## Your task
Your task is to show every line in the listing below that includes "emitted".

Segment Open

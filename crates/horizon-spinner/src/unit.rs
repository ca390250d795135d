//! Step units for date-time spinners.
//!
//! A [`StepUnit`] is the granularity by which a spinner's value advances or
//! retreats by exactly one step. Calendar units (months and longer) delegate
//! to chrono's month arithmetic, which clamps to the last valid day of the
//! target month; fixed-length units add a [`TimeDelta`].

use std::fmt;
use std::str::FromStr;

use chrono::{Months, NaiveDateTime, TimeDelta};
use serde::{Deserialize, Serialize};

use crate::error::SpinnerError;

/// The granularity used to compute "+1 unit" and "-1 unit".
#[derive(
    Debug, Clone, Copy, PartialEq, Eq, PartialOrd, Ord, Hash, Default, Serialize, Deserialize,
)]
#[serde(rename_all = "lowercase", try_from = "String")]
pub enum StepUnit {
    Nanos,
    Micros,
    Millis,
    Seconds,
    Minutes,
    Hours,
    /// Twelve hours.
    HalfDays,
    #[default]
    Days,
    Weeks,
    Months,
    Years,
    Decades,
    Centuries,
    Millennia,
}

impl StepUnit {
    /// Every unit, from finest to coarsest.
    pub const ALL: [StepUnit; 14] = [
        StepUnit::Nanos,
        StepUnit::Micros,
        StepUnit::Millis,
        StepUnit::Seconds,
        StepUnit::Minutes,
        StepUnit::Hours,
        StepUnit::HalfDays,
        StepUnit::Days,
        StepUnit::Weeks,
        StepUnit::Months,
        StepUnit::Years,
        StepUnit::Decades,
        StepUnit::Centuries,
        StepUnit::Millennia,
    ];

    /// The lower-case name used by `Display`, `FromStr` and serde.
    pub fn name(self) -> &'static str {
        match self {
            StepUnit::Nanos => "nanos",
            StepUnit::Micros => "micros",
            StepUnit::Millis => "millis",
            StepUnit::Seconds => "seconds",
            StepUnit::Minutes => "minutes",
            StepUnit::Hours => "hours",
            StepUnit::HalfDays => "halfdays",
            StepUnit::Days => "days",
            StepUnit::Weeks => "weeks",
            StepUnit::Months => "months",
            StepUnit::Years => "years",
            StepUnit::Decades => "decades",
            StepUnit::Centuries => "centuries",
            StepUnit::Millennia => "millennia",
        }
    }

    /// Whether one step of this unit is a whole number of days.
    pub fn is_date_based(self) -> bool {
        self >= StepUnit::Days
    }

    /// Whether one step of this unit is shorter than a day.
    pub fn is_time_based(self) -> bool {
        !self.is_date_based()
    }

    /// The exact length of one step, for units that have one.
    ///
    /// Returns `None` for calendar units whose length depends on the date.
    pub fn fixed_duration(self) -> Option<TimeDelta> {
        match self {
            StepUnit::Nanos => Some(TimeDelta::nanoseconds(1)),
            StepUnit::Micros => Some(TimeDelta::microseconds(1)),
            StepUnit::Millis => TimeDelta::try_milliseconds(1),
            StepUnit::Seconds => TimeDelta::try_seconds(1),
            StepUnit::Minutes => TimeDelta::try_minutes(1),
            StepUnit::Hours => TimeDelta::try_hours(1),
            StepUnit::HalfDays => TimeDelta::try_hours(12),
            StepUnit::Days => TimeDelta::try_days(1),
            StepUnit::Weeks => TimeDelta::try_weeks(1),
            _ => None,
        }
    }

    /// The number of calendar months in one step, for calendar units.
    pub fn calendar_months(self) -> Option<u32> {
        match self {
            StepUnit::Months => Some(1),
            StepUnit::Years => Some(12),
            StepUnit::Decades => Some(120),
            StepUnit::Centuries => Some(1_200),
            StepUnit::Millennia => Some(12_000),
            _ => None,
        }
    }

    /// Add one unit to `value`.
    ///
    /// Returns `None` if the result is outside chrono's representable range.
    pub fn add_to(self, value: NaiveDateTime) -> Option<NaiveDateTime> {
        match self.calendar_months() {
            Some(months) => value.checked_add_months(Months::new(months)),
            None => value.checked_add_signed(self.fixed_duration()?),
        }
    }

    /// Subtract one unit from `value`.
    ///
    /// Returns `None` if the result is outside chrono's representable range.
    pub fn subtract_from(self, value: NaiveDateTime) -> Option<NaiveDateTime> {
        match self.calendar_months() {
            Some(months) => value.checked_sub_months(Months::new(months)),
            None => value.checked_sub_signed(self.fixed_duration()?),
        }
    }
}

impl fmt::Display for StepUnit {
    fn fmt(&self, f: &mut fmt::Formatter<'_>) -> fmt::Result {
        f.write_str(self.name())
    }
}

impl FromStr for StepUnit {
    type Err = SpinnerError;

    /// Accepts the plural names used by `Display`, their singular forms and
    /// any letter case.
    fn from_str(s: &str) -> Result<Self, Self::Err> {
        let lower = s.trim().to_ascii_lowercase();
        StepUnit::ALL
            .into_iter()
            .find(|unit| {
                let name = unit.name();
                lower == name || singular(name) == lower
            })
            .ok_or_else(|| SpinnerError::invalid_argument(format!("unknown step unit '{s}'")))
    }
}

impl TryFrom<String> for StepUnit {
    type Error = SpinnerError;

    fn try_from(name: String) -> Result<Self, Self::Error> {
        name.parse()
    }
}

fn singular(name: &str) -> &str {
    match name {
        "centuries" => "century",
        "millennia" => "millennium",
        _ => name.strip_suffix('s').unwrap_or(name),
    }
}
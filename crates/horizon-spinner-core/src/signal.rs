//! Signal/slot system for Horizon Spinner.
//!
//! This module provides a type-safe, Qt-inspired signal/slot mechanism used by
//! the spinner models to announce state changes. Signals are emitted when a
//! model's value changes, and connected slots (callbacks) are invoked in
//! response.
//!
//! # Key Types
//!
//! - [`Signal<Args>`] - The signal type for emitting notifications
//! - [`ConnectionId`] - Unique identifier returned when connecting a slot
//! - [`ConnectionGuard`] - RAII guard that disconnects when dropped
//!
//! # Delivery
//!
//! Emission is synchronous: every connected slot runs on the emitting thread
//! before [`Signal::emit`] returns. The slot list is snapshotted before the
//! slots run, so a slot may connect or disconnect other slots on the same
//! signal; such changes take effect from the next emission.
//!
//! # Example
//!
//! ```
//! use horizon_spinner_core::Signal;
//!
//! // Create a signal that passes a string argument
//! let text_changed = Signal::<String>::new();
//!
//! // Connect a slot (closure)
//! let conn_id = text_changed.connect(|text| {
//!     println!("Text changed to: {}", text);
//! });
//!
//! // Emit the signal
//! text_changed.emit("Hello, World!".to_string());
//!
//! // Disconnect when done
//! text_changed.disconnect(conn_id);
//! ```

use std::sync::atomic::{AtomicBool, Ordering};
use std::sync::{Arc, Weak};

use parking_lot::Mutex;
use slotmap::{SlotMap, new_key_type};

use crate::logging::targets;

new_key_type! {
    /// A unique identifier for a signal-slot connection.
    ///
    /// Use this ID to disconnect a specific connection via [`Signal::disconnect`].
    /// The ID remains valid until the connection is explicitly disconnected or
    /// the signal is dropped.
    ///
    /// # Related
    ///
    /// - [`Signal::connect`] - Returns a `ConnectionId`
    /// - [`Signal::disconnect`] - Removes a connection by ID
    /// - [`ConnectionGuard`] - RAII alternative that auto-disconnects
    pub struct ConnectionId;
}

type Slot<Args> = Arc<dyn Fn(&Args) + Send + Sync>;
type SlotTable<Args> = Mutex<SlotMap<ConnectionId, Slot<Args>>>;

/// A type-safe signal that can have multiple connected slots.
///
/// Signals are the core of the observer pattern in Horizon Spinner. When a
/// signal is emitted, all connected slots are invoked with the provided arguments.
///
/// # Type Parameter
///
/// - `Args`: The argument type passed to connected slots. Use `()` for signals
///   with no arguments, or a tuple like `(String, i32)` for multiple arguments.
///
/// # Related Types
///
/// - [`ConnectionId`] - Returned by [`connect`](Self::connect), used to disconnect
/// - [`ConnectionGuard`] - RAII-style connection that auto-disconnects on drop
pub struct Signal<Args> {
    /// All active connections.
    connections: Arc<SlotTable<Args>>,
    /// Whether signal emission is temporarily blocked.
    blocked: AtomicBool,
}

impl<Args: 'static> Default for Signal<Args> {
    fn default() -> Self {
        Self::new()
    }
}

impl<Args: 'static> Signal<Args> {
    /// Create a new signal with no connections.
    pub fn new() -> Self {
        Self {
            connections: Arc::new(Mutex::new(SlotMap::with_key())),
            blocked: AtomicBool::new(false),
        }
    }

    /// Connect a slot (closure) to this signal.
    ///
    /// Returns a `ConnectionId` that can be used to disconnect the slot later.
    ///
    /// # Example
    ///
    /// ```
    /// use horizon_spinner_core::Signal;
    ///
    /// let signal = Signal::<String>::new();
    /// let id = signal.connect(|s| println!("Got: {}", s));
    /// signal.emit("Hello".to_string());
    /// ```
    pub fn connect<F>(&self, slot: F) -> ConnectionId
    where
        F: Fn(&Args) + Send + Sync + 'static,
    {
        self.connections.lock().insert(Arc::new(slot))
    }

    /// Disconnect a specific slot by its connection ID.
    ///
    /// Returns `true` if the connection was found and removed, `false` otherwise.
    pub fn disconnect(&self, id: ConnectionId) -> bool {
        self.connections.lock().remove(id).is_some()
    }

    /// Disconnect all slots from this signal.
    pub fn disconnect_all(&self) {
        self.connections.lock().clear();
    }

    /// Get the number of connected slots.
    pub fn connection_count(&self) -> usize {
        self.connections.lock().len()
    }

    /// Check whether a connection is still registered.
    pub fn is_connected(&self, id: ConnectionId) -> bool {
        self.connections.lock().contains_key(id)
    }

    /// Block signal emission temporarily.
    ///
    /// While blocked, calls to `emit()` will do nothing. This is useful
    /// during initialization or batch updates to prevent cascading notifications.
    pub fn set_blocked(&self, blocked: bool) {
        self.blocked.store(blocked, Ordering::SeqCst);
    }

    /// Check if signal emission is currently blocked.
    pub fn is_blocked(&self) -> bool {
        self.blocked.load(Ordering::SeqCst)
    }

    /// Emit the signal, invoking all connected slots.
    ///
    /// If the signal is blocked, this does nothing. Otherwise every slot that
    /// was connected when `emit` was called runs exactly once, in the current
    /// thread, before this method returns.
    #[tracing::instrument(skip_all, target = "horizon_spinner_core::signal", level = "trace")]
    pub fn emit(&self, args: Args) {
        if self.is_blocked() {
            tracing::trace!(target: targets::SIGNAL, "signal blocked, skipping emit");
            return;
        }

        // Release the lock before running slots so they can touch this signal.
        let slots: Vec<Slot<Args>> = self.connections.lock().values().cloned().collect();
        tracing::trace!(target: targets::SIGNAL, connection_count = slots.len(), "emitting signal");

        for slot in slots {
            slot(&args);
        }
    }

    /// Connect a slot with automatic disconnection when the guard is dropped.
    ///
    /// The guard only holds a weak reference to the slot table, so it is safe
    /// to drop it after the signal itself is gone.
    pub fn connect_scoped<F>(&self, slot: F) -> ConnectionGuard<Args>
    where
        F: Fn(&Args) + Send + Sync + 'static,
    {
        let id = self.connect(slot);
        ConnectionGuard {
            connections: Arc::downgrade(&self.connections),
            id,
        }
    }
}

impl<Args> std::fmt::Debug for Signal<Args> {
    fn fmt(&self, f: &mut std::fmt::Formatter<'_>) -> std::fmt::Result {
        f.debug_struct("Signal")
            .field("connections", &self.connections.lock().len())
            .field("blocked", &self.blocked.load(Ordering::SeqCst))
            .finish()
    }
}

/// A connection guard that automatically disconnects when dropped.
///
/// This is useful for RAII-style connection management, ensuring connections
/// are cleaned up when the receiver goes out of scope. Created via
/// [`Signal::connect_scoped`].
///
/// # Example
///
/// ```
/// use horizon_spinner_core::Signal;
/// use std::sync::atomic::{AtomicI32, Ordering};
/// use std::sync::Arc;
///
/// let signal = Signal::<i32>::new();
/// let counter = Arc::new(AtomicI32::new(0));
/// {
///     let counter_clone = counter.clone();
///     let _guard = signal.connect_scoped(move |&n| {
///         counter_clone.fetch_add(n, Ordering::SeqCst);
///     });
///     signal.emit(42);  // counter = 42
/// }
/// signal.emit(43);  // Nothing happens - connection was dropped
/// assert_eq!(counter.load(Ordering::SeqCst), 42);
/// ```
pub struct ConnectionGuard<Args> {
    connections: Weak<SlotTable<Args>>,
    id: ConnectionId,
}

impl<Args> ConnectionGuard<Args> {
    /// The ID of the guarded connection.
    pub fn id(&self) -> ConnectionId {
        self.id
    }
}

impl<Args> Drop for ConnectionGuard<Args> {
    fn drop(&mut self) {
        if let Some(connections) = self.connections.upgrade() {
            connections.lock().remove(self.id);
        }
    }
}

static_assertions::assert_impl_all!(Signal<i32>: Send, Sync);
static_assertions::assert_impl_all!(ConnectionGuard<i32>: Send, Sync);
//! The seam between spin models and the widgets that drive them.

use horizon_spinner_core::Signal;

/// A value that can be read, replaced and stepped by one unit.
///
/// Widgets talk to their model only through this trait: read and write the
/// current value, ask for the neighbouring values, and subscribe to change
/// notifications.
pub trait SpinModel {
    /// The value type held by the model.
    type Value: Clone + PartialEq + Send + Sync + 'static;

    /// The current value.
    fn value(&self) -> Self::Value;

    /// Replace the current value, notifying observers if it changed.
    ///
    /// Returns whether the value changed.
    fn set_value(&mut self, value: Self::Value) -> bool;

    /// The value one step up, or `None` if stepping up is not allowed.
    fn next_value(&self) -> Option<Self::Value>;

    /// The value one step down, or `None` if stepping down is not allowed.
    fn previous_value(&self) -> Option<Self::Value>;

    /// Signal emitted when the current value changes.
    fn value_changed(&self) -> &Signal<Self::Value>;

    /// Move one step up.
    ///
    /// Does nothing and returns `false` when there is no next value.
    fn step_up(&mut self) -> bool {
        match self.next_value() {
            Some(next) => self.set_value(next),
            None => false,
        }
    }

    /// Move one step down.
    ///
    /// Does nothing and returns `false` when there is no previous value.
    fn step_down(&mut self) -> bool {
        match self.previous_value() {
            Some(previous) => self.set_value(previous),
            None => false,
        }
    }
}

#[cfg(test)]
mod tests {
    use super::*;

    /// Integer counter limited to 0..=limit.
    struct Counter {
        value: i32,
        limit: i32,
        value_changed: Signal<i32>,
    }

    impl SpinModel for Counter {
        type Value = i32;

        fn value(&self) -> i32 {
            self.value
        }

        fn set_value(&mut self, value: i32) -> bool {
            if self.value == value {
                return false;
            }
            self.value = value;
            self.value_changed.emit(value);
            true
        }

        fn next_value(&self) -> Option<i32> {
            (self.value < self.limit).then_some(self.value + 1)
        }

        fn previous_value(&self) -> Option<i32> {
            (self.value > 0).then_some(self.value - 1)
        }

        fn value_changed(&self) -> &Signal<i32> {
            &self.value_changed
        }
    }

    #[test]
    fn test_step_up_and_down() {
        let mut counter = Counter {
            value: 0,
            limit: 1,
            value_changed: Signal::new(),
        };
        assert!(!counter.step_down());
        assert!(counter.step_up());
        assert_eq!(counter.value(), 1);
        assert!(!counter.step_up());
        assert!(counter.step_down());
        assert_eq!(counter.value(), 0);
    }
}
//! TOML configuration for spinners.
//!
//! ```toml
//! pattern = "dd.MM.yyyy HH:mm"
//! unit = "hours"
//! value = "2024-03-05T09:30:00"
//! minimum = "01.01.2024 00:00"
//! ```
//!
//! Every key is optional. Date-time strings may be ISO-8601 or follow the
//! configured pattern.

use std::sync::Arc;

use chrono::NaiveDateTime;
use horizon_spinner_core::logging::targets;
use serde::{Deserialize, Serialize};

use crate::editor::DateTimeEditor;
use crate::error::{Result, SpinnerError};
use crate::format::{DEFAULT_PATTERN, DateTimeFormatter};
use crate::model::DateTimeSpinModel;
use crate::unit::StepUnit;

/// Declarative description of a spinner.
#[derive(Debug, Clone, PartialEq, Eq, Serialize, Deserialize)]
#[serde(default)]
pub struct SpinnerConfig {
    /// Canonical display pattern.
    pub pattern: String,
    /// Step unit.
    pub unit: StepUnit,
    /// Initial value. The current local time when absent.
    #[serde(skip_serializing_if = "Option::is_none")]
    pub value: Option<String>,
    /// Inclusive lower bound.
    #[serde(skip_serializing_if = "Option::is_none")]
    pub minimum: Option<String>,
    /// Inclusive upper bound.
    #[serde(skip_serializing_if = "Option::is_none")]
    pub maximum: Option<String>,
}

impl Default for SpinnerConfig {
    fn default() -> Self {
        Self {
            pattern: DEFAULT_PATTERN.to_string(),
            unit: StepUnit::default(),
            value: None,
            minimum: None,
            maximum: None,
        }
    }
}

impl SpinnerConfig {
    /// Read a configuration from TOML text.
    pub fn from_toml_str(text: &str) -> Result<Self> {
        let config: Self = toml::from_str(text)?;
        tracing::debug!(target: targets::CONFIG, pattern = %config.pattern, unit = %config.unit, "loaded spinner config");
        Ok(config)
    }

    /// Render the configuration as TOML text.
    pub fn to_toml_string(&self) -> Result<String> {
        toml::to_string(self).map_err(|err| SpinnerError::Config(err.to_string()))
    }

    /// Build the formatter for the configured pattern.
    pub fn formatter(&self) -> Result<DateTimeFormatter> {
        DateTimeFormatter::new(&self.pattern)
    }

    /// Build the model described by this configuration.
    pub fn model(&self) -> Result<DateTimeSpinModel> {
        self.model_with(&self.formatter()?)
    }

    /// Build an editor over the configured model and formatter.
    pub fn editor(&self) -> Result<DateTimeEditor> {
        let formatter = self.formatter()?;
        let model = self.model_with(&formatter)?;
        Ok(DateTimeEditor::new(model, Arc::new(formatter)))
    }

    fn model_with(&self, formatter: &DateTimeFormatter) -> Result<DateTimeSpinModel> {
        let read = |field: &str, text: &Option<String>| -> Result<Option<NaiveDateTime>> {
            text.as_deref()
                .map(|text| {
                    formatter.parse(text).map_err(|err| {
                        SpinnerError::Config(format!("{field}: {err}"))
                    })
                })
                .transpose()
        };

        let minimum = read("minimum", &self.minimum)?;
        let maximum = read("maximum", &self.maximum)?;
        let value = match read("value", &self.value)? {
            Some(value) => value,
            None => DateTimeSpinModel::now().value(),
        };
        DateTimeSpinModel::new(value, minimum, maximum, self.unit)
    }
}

Segment Closed

## Reply
//! the spinner models to announce state changes. Signals are emitted when a
/// signal is emitted, all connected slots are invoked with the provided arguments.
    /// Signal emitted when the current value changes.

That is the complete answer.